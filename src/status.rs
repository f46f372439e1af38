// SPDX-License-Identifier: AGPL-3.0-or-later
//
// Copyright (C) 2025 Daniel Negri
//
// This program is free software: you can redistribute it and/or modify
// it under the terms of the GNU Affero General Public License as published by
// the Free Software Foundation, either version 3 of the License, or
// (at your option) any later version.
//
// This program is distributed in the hope that it will be useful,
// but WITHOUT ANY WARRANTY; without even the implied warranty of
// MERCHANTABILITY or FITNESS FOR A PARTICULAR PURPOSE. See the
// GNU Affero General Public License for more details.
//
// You should have received a copy of the GNU Affero General Public License
// along with this program. If not, see <https://www.gnu.org/licenses/>.

//! Passenger and booking status.
//!
//! Passengers follow a state machine; queue numbers may only shrink through
//! compaction and a cancelled passenger never comes back:
//!
//! ```text
//!  Waitlisted(n) ──compaction──► Waitlisted(n-1)
//!       │
//!       ├──promotion──► Rac(m) ──compaction──► Rac(m-1)
//!       │                 │
//!       │                 └──promotion──► Confirmed(seat)
//!       └──promotion──► Confirmed(seat)
//!
//! A waitlisted passenger reaches a seat directly when the class has no RAC pool, or
//! when one call promotes it through RAC and then onto a seat (cancelling a whole
//! booking), since only the final status of such a call is recorded.
//!
//!  Confirmed | Rac | Waitlisted ──cancel──► Cancelled
//! ```

use crate::base::SeatSlot;
use serde::{Deserialize, Serialize};
use std::fmt;

/// The two ordered queues kept per inventory.
#[derive(Debug, Clone, Copy, PartialEq, Eq, Hash, Serialize, Deserialize)]
#[serde(rename_all = "SCREAMING_SNAKE_CASE")]
pub enum QueueKind {
    Rac,
    Waitlist,
}

impl fmt::Display for QueueKind {
    fn fmt(&self, f: &mut fmt::Formatter<'_>) -> fmt::Result {
        match self {
            Self::Rac => f.write_str("RAC"),
            Self::Waitlist => f.write_str("WL"),
        }
    }
}

/// Per-passenger allocation status.
#[derive(Debug, Clone, Copy, PartialEq, Eq, Serialize, Deserialize)]
#[serde(tag = "status", rename_all = "SCREAMING_SNAKE_CASE")]
pub enum PassengerStatus {
    Confirmed { seat: SeatSlot },
    Rac { number: u32 },
    Waitlisted { number: u32 },
    Cancelled,
}

impl PassengerStatus {
    pub fn queue_kind(&self) -> Option<QueueKind> {
        match self {
            Self::Rac { .. } => Some(QueueKind::Rac),
            Self::Waitlisted { .. } => Some(QueueKind::Waitlist),
            _ => None,
        }
    }

    pub fn is_cancelled(&self) -> bool {
        matches!(self, Self::Cancelled)
    }

    pub fn seat(&self) -> Option<SeatSlot> {
        match self {
            Self::Confirmed { seat } => Some(*seat),
            _ => None,
        }
    }

    /// Severity used to derive a booking status; higher is worse.
    fn rank(&self) -> u8 {
        match self {
            Self::Confirmed { .. } => 0,
            Self::Rac { .. } => 1,
            Self::Waitlisted { .. } => 2,
            Self::Cancelled => 3,
        }
    }

    /// Whether moving from `self` to `next` is a legal allocation step.
    pub fn can_transition_to(&self, next: &PassengerStatus) -> bool {
        use PassengerStatus::*;

        match (self, next) {
            (Waitlisted { number: from }, Waitlisted { number: to }) => to < from,
            (Rac { number: from }, Rac { number: to }) => to < from,
            (Waitlisted { .. }, Rac { .. } | Confirmed { .. }) => true,
            (Rac { .. }, Confirmed { .. }) => true,
            (Confirmed { .. } | Rac { .. } | Waitlisted { .. }, Cancelled) => true,
            _ => false,
        }
    }
}

impl fmt::Display for PassengerStatus {
    fn fmt(&self, f: &mut fmt::Formatter<'_>) -> fmt::Result {
        match self {
            Self::Confirmed { seat } => write!(f, "CNF {seat}"),
            Self::Rac { number } => write!(f, "RAC {number}"),
            Self::Waitlisted { number } => write!(f, "WL {number}"),
            Self::Cancelled => f.write_str("CAN"),
        }
    }
}

/// Booking-level status, derived from the passengers.
#[derive(Debug, Clone, Copy, PartialEq, Eq, Serialize, Deserialize)]
#[serde(rename_all = "SCREAMING_SNAKE_CASE")]
pub enum BookingStatus {
    Pending,
    Confirmed,
    Rac,
    Waitlisted,
    Cancelled,
}

impl BookingStatus {
    /// Worst live passenger status; `Cancelled` only when every passenger is cancelled.
    pub fn derive<'a>(statuses: impl IntoIterator<Item = &'a PassengerStatus>) -> Self {
        let mut seen_any = false;
        let mut worst: Option<&PassengerStatus> = None;

        for status in statuses {
            seen_any = true;
            if status.is_cancelled() {
                continue;
            }
            if worst.is_none_or(|w| status.rank() > w.rank()) {
                worst = Some(status);
            }
        }

        match worst {
            Some(PassengerStatus::Confirmed { .. }) => Self::Confirmed,
            Some(PassengerStatus::Rac { .. }) => Self::Rac,
            Some(PassengerStatus::Waitlisted { .. }) => Self::Waitlisted,
            _ if seen_any => Self::Cancelled,
            _ => Self::Pending,
        }
    }
}

impl fmt::Display for BookingStatus {
    fn fmt(&self, f: &mut fmt::Formatter<'_>) -> fmt::Result {
        let s = match self {
            Self::Pending => "PENDING",
            Self::Confirmed => "CONFIRMED",
            Self::Rac => "RAC",
            Self::Waitlisted => "WAITLISTED",
            Self::Cancelled => "CANCELLED",
        };
        f.write_str(s)
    }
}

#[cfg(test)]
mod tests {
    use super::*;

    const CNF: PassengerStatus = PassengerStatus::Confirmed { seat: SeatSlot(4) };

    #[test]
    fn promotion_transitions_are_legal() {
        let wl = PassengerStatus::Waitlisted { number: 1 };
        let rac = PassengerStatus::Rac { number: 2 };
        assert!(wl.can_transition_to(&rac));
        assert!(wl.can_transition_to(&CNF));
        assert!(rac.can_transition_to(&CNF));
    }

    #[test]
    fn compaction_only_moves_forward() {
        let wl3 = PassengerStatus::Waitlisted { number: 3 };
        assert!(wl3.can_transition_to(&PassengerStatus::Waitlisted { number: 2 }));
        assert!(!wl3.can_transition_to(&PassengerStatus::Waitlisted { number: 3 }));
        assert!(!wl3.can_transition_to(&PassengerStatus::Waitlisted { number: 4 }));
    }

    #[test]
    fn downgrades_and_resurrection_are_illegal() {
        let rac = PassengerStatus::Rac { number: 1 };
        assert!(!CNF.can_transition_to(&rac));
        assert!(!rac.can_transition_to(&PassengerStatus::Waitlisted { number: 1 }));
        assert!(!PassengerStatus::Cancelled.can_transition_to(&CNF));
        assert!(!PassengerStatus::Cancelled.can_transition_to(&PassengerStatus::Cancelled));
        assert!(!CNF.can_transition_to(&PassengerStatus::Confirmed { seat: SeatSlot(9) }));
    }

    #[test]
    fn booking_status_is_worst_live_passenger() {
        let rac = PassengerStatus::Rac { number: 1 };
        let wl = PassengerStatus::Waitlisted { number: 7 };

        assert_eq!(BookingStatus::derive([&CNF, &CNF]), BookingStatus::Confirmed);
        assert_eq!(BookingStatus::derive([&CNF, &rac]), BookingStatus::Rac);
        assert_eq!(BookingStatus::derive([&rac, &wl, &CNF]), BookingStatus::Waitlisted);
        assert_eq!(
            BookingStatus::derive([&PassengerStatus::Cancelled, &CNF]),
            BookingStatus::Confirmed
        );
    }

    #[test]
    fn booking_status_cancelled_only_when_all_cancelled() {
        let cancelled = PassengerStatus::Cancelled;
        assert_eq!(
            BookingStatus::derive([&cancelled, &cancelled]),
            BookingStatus::Cancelled
        );
        assert_eq!(BookingStatus::derive([]), BookingStatus::Pending);
    }

    #[test]
    fn display_codes() {
        assert_eq!(CNF.to_string(), "CNF 4");
        assert_eq!(PassengerStatus::Rac { number: 3 }.to_string(), "RAC 3");
        assert_eq!(PassengerStatus::Waitlisted { number: 12 }.to_string(), "WL 12");
        assert_eq!(PassengerStatus::Cancelled.to_string(), "CAN");
    }
}
// SPDX-License-Identifier: AGPL-3.0-or-later
//
// Copyright (C) 2025 Daniel Negri
//
// This program is free software: you can redistribute it and/or modify
// it under the terms of the GNU Affero General Public License as published by
// the Free Software Foundation, either version 3 of the License, or
// (at your option) any later version.
//
// This program is distributed in the hope that it will be useful,
// but WITHOUT ANY WARRANTY; without even the implied warranty of
// MERCHANTABILITY or FITNESS FOR A PARTICULAR PURPOSE. See the
// GNU Affero General Public License for more details.
//
// You should have received a copy of the GNU Affero General Public License
// along with this program. If not, see <https://www.gnu.org/licenses/>.

//! Engine public API integration tests.

use chrono::NaiveDate;
use rail_reservation_rs::{
    BookingId, BookingRequest, BookingStatus, CapacityConfig, ClassId, ConfirmationPredictor,
    Engine, EngineConfig, Gender, InMemoryCatalog, InventoryKey, LockPolicy, PassengerId,
    PassengerOutcome, PassengerRequest, PassengerStatus, QueueKind, Quota, ReservationError,
    SeatSlot, StationId, TrainId, UserId,
};
use rust_decimal_macros::dec;
use std::sync::Arc;
use std::thread;

// === Helper Functions ===

fn key(quota: Quota) -> InventoryKey {
    InventoryKey::new(
        TrainId(12951),
        ClassId(3),
        NaiveDate::from_ymd_opt(2026, 11, 2).unwrap(),
        quota,
    )
}

fn engine_with(total_seats: u16, rac_limit: u32, waitlist_cap: u32) -> Engine {
    let catalog = InMemoryCatalog::new();
    catalog
        .register(
            key(Quota::General),
            CapacityConfig::new(total_seats, rac_limit, waitlist_cap),
        )
        .unwrap();
    Engine::new(Arc::new(catalog))
}

fn make_request(user: u32, quota: Quota, names: &[&str]) -> BookingRequest {
    BookingRequest {
        user_id: UserId(user),
        key: key(quota),
        from: StationId(101),
        to: StationId(202),
        total_fare: dec!(755.00) * rust_decimal::Decimal::from(names.len()),
        passengers: names
            .iter()
            .map(|name| PassengerRequest::new(*name, 30, Gender::Female))
            .collect(),
    }
}

fn book(engine: &Engine, names: &[&str]) -> (BookingId, Vec<PassengerId>) {
    let result = engine
        .submit_booking(make_request(1, Quota::General, names), false)
        .unwrap();
    let ids = result
        .outcomes
        .iter()
        .map(|o| o.passenger_id().unwrap())
        .collect();
    (result.booking_id, ids)
}

fn status(engine: &Engine, booking_id: BookingId, passenger_id: PassengerId) -> PassengerStatus {
    engine
        .get_booking(booking_id)
        .unwrap()
        .passenger(passenger_id)
        .unwrap()
        .current_status
}

fn cnf(seat: u16) -> PassengerStatus {
    PassengerStatus::Confirmed { seat: SeatSlot(seat) }
}

fn rac(number: u32) -> PassengerStatus {
    PassengerStatus::Rac { number }
}

fn wl(number: u32) -> PassengerStatus {
    PassengerStatus::Waitlisted { number }
}

// === Admission Tests ===

#[test]
fn three_passengers_get_confirmed_rac_and_waitlist() {
    let engine = engine_with(1, 1, 5);
    let result = engine
        .submit_booking(make_request(1, Quota::General, &["A", "B", "C"]), false)
        .unwrap();

    let statuses: Vec<_> = result.outcomes.iter().map(|o| o.status().unwrap()).collect();
    assert_eq!(statuses, vec![cnf(1), rac(1), wl(1)]);
    assert_eq!(result.status, BookingStatus::Waitlisted);
    engine.verify().unwrap();
}

#[test]
fn first_k_passengers_are_confirmed_in_submission_order() {
    let engine = engine_with(3, 0, 10);
    let (booking_id, ids) = book(&engine, &["A", "B", "C", "D", "E"]);

    let statuses: Vec<_> = ids.iter().map(|id| status(&engine, booking_id, *id)).collect();
    assert_eq!(statuses, vec![cnf(1), cnf(2), cnf(3), wl(1), wl(2)]);
}

#[test]
fn later_bookings_queue_behind_earlier_ones() {
    let engine = engine_with(1, 1, 5);
    let (b1, p1) = book(&engine, &["A"]);
    let (b2, p2) = book(&engine, &["B", "C"]);
    let (b3, p3) = book(&engine, &["D"]);

    assert_eq!(status(&engine, b1, p1[0]), cnf(1));
    assert_eq!(status(&engine, b2, p2[0]), rac(1));
    assert_eq!(status(&engine, b2, p2[1]), wl(1));
    assert_eq!(status(&engine, b3, p3[0]), wl(2));
}

#[test]
fn booking_status_keeps_admission_and_current_columns() {
    let engine = engine_with(1, 1, 5);
    let (b1, p1) = book(&engine, &["A"]);
    let (b2, p2) = book(&engine, &["B"]);

    engine.cancel_passenger(b1, p1[0]).unwrap();

    let booking = engine.get_booking(b2).unwrap();
    let passenger = booking.passenger(p2[0]).unwrap();
    assert_eq!(passenger.booking_status, rac(1));
    assert_eq!(passenger.current_status, cnf(1));
    assert_eq!(passenger.seat_number(), Some(SeatSlot(1)));
    assert_eq!(booking.status(), BookingStatus::Confirmed);
}

#[test]
fn full_waitlist_rejects_whole_request_without_side_effects() {
    let engine = engine_with(1, 1, 1);
    book(&engine, &["A", "B"]);
    let before = engine.inventory_snapshot(&key(Quota::General)).unwrap();

    // One waitlist slot left but two passengers: all or nothing.
    let result = engine.submit_booking(make_request(2, Quota::General, &["C", "D"]), false);
    assert_eq!(result, Err(ReservationError::BookingFull));

    let after = engine.inventory_snapshot(&key(Quota::General)).unwrap();
    assert_eq!(before.capacity, after.capacity);
    assert!(after.waitlist.is_empty());
    assert!(engine.bookings_for_user(UserId(2)).is_empty());
    engine.verify().unwrap();
}

#[test]
fn partial_mode_keeps_admitted_passengers() {
    let engine = engine_with(1, 0, 1);
    let result = engine
        .submit_booking(make_request(1, Quota::General, &["A", "B", "C"]), true)
        .unwrap();

    assert_eq!(result.outcomes.len(), 3);
    assert_eq!(result.outcomes[0].status(), Some(cnf(1)));
    assert_eq!(result.outcomes[1].status(), Some(wl(1)));
    assert_eq!(result.outcomes[2], PassengerOutcome::Rejected);

    let booking = engine.get_booking(result.booking_id).unwrap();
    assert_eq!(booking.passengers.len(), 2);
    engine.verify().unwrap();
}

==================================================

» **WHAT YOU HAVE TO DO**
Where a line of the entries contains "outcomes", report that line.

» **EXPECTED ANSWER**
        .outcomes
    let statuses: Vec<_> = result.outcomes.iter().map(|o| o.status().unwrap()).collect();
    assert_eq!(result.outcomes.len(), 3);
    assert_eq!(result.outcomes[0].status(), Some(cnf(1)));
    assert_eq!(result.outcomes[1].status(), Some(wl(1)));
    assert_eq!(result.outcomes[2], PassengerOutcome::Rejected);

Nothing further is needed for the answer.